Saved entries
++++++++++

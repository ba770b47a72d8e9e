use std::collections::HashSet;
use std::fs;
use std::path::PathBuf;

use regex::Regex;
use tracing::{debug, warn};

use crate::stream::MANIFEST_NAME;

/// Deletes output segments no longer referenced by the live manifest,
/// bounding disk usage for the rolling window. Every failure here is a
/// no-op: the next pass after the manifest settles will self-correct.
#[derive(Debug)]
pub struct SegmentReclaimer {
    output_dir: PathBuf,
    reference: Regex,
    segment_name: Regex,
}

impl SegmentReclaimer {
    pub fn new(output_dir: impl Into<PathBuf>) -> Self {
        Self {
            output_dir: output_dir.into(),
            reference: Regex::new(r"stream\d+\.ts").expect("static pattern"),
            segment_name: Regex::new(r"^stream\d+\.ts$").expect("static pattern"),
        }
    }

    /// Returns the number of segment files removed.
    pub fn reclaim(&self) -> usize {
        let manifest_path = self.output_dir.join(MANIFEST_NAME);
        let manifest = match fs::read_to_string(&manifest_path) {
            Ok(content) => content,
            Err(error) => {
                debug!(path = %manifest_path.display(), %error, "manifest unreadable, skipping reclaim");
                return 0;
            }
        };
        let referenced: HashSet<&str> = self
            .reference
            .find_iter(&manifest)
            .map(|m| m.as_str())
            .collect();

        let entries = match fs::read_dir(&self.output_dir) {
            Ok(entries) => entries,
            Err(error) => {
                warn!(path = %self.output_dir.display(), %error, "output directory unreadable");
                return 0;
            }
        };

        let mut removed = 0;
        for entry in entries.flatten() {
            let file_name = entry.file_name();
            let name = file_name.to_string_lossy();
            if !self.segment_name.is_match(&name) || referenced.contains(name.as_ref()) {
                continue;
            }
            match fs::remove_file(entry.path()) {
                Ok(()) => removed += 1,
                Err(error) => {
                    warn!(segment = %name, %error, "failed to remove stale segment");
                }
            }
        }
        if removed > 0 {
            debug!(removed, "reclaimed stale segments");
        }
        removed
    }
}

++++++++++

What is being asked
From the first line to the last, return the data exactly as written.

Solution to this exercise
repository ba770b47a72d8e9e
use std::collections::HashSet;
use std::fs;
use std::path::PathBuf;

use regex::Regex;
use tracing::{debug, warn};

use crate::stream::MANIFEST_NAME;

/// Deletes output segments no longer referenced by the live manifest,
/// bounding disk usage for the rolling window. Every failure here is a
/// no-op: the next pass after the manifest settles will self-correct.
#[derive(Debug)]
pub struct SegmentReclaimer {
    output_dir: PathBuf,
    reference: Regex,
    segment_name: Regex,
}

impl SegmentReclaimer {
    pub fn new(output_dir: impl Into<PathBuf>) -> Self {
        Self {
            output_dir: output_dir.into(),
            reference: Regex::new(r"stream\d+\.ts").expect("static pattern"),
            segment_name: Regex::new(r"^stream\d+\.ts$").expect("static pattern"),
        }
    }

    /// Returns the number of segment files removed.
    pub fn reclaim(&self) -> usize {
        let manifest_path = self.output_dir.join(MANIFEST_NAME);
        let manifest = match fs::read_to_string(&manifest_path) {
            Ok(content) => content,
            Err(error) => {
                debug!(path = %manifest_path.display(), %error, "manifest unreadable, skipping reclaim");
                return 0;
            }
        };
        let referenced: HashSet<&str> = self
            .reference
            .find_iter(&manifest)
            .map(|m| m.as_str())
            .collect();

        let entries = match fs::read_dir(&self.output_dir) {
            Ok(entries) => entries,
            Err(error) => {
                warn!(path = %self.output_dir.display(), %error, "output directory unreadable");
                return 0;
            }
        };

        let mut removed = 0;
        for entry in entries.flatten() {
            let file_name = entry.file_name();
            let name = file_name.to_string_lossy();
            if !self.segment_name.is_match(&name) || referenced.contains(name.as_ref()) {
                continue;
            }
            match fs::remove_file(entry.path()) {
                Ok(()) => removed += 1,
                Err(error) => {
                    warn!(segment = %name, %error, "failed to remove stale segment");
                }
            }
        }
        if removed > 0 {
            debug!(removed, "reclaimed stale segments");
        }
        removed
    }
}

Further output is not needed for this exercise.